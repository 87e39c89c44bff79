// html output; all text is escaped, the stylesheet mirrors the hosted card layout

use super::document::{Card, Document, Section};
use html_escape::encode_safe;

const STYLESHEET: &str = r#"
body { margin: 0; font-family: system-ui, -apple-system, "Segoe UI", Roboto, sans-serif; color: rgba(0, 0, 0, 0.87); background: #fafafa; }
.changelog { max-width: 800px; margin: 0 auto; padding: 48px 16px; }
.changelog h1 { text-align: center; margin: 0 0 8px; font-size: 3rem; font-weight: 300; }
.changelog .subtitle { text-align: center; margin: 0 0 48px; color: rgba(0, 0, 0, 0.6); }
.card { background: #fff; border-radius: 4px; margin-bottom: 32px; padding: 16px; box-shadow: 0 3px 1px -2px rgba(0,0,0,0.2), 0 2px 2px 0 rgba(0,0,0,0.14), 0 1px 5px 0 rgba(0,0,0,0.12); }
.card .meta { display: flex; align-items: center; margin-bottom: 16px; }
.badge { display: inline-flex; align-items: center; height: 24px; padding: 0 8px; margin-right: 16px; border-radius: 16px; background: #1976d2; color: #fff; font-size: 0.8125rem; }
.date { font-size: 0.875rem; color: rgba(0, 0, 0, 0.6); }
.card h2 { font-size: 1.25rem; font-weight: 600; margin: 24px 0 8px; }
.card .meta + section h2 { margin-top: 16px; }
.card ul { margin: 0; padding-left: 24px; }
.card li { margin-bottom: 4px; }
.changelog footer { margin-top: 48px; text-align: center; font-size: 0.875rem; color: rgba(0, 0, 0, 0.6); }
"#;

/// options for HTML output
#[derive(Debug, Clone)]
pub struct HtmlOptions {
    /// emit a full page (doctype, head, stylesheet); otherwise only `<main>`
    pub standalone: bool,
    /// add a `changelog-digest` meta tag carrying the document fingerprint
    pub include_digest: bool,
}

impl Default for HtmlOptions {
    fn default() -> Self {
        Self {
            standalone: true,
            include_digest: true,
        }
    }
}

impl HtmlOptions {
    pub fn fragment() -> Self {
        Self {
            standalone: false,
            include_digest: false,
        }
    }
}

/// render the document as HTML
pub fn to_html(document: &Document, options: &HtmlOptions) -> String {
    let mut output = String::new();

    if options.standalone {
        output.push_str("<!DOCTYPE html>\n<html lang=\"en\">\n<head>\n");
        output.push_str("<meta charset=\"utf-8\">\n");
        output.push_str(
            "<meta name=\"viewport\" content=\"width=device-width, initial-scale=1\">\n",
        );
        if options.include_digest {
            output.push_str(&format!(
                "<meta name=\"changelog-digest\" content=\"{}\">\n",
                document.fingerprint()
            ));
        }
        output.push_str(&format!(
            "<title>{}</title>\n",
            encode_safe(&document.header.title)
        ));
        output.push_str(&format!("<style>{}</style>\n", STYLESHEET));
        output.push_str("</head>\n<body>\n");
    }

    output.push_str("<main class=\"changelog\">\n");
    output.push_str(&format!(
        "<h1>{}</h1>\n<p class=\"subtitle\">{}</p>\n",
        encode_safe(&document.header.title),
        encode_safe(&document.header.subtitle)
    ));

    for card in &document.cards {
        write_card(&mut output, card);
    }

    output.push_str(&format!(
        "<footer><p>{}</p></footer>\n",
        encode_safe(&document.footer.note)
    ));
    output.push_str("</main>\n");

    if options.standalone {
        output.push_str("</body>\n</html>\n");
    }

    output
}

fn write_card(output: &mut String, card: &Card) {
    output.push_str(&format!(
        "<article class=\"card\" id=\"{}\" data-version=\"{}\">\n",
        encode_safe(&card.anchor()),
        encode_safe(&card.key)
    ));
    output.push_str(&format!(
        "<div class=\"meta\"><span class=\"badge\">{}</span><span class=\"date\">{}</span></div>\n",
        encode_safe(&card.badge.label),
        encode_safe(&card.date)
    ));
    for section in &card.sections {
        write_section(output, section);
    }
    output.push_str("</article>\n");
}

fn write_section(output: &mut String, section: &Section) {
    output.push_str(&format!("<section class=\"{}\">\n", section.kind));
    output.push_str(&format!(
        "<h2>{}</h2>\n<ul>\n",
        encode_safe(&section.display_heading())
    ));
    for item in &section.items {
        output.push_str(&format!("<li>{}</li>\n", encode_safe(item)));
    }
    output.push_str("</ul>\n</section>\n");
}
// changelog content sources

use super::builtin::builtin_changelog;
use super::types::{Changelog, ReleaseEntry};
use crate::error::{Error, Result};
use std::fmt;
use std::fs;
use std::path::{Path, PathBuf};

/// on-disk encodings a changelog can be read from
#[derive(Debug, Clone, Copy, PartialEq, Eq)]
pub enum SourceFormat {
    Toml,
    Json,
}

impl SourceFormat {
    /// guess the format from a file extension; anything unknown is read as toml
    pub fn from_path(path: &Path) -> Self {
        match path
            .extension()
            .and_then(|e| e.to_str())
            .map(|e| e.to_ascii_lowercase())
            .as_deref()
        {
            Some("json") => SourceFormat::Json,
            _ => SourceFormat::Toml,
        }
    }
}

impl fmt::Display for SourceFormat {
    fn fmt(&self, f: &mut fmt::Formatter<'_>) -> fmt::Result {
        match self {
            SourceFormat::Toml => write!(f, "toml"),
            SourceFormat::Json => write!(f, "json"),
        }
    }
}

impl std::str::FromStr for SourceFormat {
    type Err = String;

    fn from_str(s: &str) -> std::result::Result<Self, Self::Err> {
        match s.to_lowercase().as_str() {
            "toml" => Ok(SourceFormat::Toml),
            "json" => Ok(SourceFormat::Json),
            _ => Err(format!("invalid source format: {}, use 'toml' or 'json'", s)),
        }
    }
}

/// anything that can supply the ordered release list at startup
pub trait ChangelogSource {
    fn load(&self) -> Result<Changelog>;

    /// short human-readable origin, used in logs and reports
    fn describe(&self) -> String;
}

/// the release list compiled into the binary
#[derive(Debug, Clone, Copy, Default)]
pub struct BuiltinSource;

impl ChangelogSource for BuiltinSource {
    fn load(&self) -> Result<Changelog> {
        Ok(builtin_changelog().clone())
    }

    fn describe(&self) -> String {
        "built-in".to_string()
    }
}

/// a `.toml` or `.json` file on disk
#[derive(Debug, Clone)]
pub struct FileSource {
    path: PathBuf,
    format: SourceFormat,
}

impl FileSource {
    pub fn new(path: impl Into<PathBuf>) -> Self {
        let path = path.into();
        let format = SourceFormat::from_path(&path);
        Self { path, format }
    }

    pub fn with_format(mut self, format: SourceFormat) -> Self {
        self.format = format;
        self
    }

    pub fn path(&self) -> &Path {
        &self.path
    }
}

impl ChangelogSource for FileSource {
    fn load(&self) -> Result<Changelog> {
        let content = fs::read_to_string(&self.path).map_err(|e| Error::FileReadError {
            path: self.path.clone(),
            source: e,
        })?;

        let changelog = parse_changelog(&content, self.format, &self.describe())?;
        tracing::info!(
            path = %self.path.display(),
            format = %self.format,
            releases = changelog.len(),
            "loaded changelog"
        );
        Ok(changelog)
    }

    fn describe(&self) -> String {
        self.path.display().to_string()
    }
}

/// content already held in memory
#[derive(Debug, Clone)]
pub struct StrSource {
    content: String,
    format: SourceFormat,
}

impl StrSource {
    pub fn new(content: impl Into<String>, format: SourceFormat) -> Self {
        Self {
            content: content.into(),
            format,
        }
    }
}

impl ChangelogSource for StrSource {
    fn load(&self) -> Result<Changelog> {
        parse_changelog(&self.content, self.format, &self.describe())
    }

    fn describe(&self) -> String {
        format!("<inline {}>", self.format)
    }
}

/// parse changelog content in the given format
///
/// json accepts either a bare array of releases or an object with a
/// `release`/`releases` key; unknown top-level keys are rejected
pub fn parse_changelog(content: &str, format: SourceFormat, origin: &str) -> Result<Changelog> {
    match format {
        SourceFormat::Toml => toml::from_str(content).map_err(|e| Error::TomlParseError {
            origin: origin.to_string(),
            source: e,
        }),
        SourceFormat::Json => {
            let json_error = |e: serde_json::Error| Error::JsonParseError {
                origin: origin.to_string(),
                source: e,
            };
            if content.trim_start().starts_with('[') {
                serde_json::from_str::<Vec<ReleaseEntry>>(content)
                    .map(Changelog::new)
                    .map_err(json_error)
            } else {
                serde_json::from_str(content).map_err(json_error)
            }
        }
    }
}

****

Task requirements
What is needed is an exact copy of the lines above, from the one containing "use html_escape::encode_safe;" through the one containing "8px; font-size: 3rem;", with nothing added.

Answer to this problem
use html_escape::encode_safe;

const STYLESHEET: &str = r#"
body { margin: 0; font-family: system-ui, -apple-system, "Segoe UI", Roboto, sans-serif; color: rgba(0, 0, 0, 0.87); background: #fafafa; }
.changelog { max-width: 800px; margin: 0 auto; padding: 48px 16px; }
.changelog h1 { text-align: center; margin: 0 0 8px; font-size: 3rem; font-weight: 300; }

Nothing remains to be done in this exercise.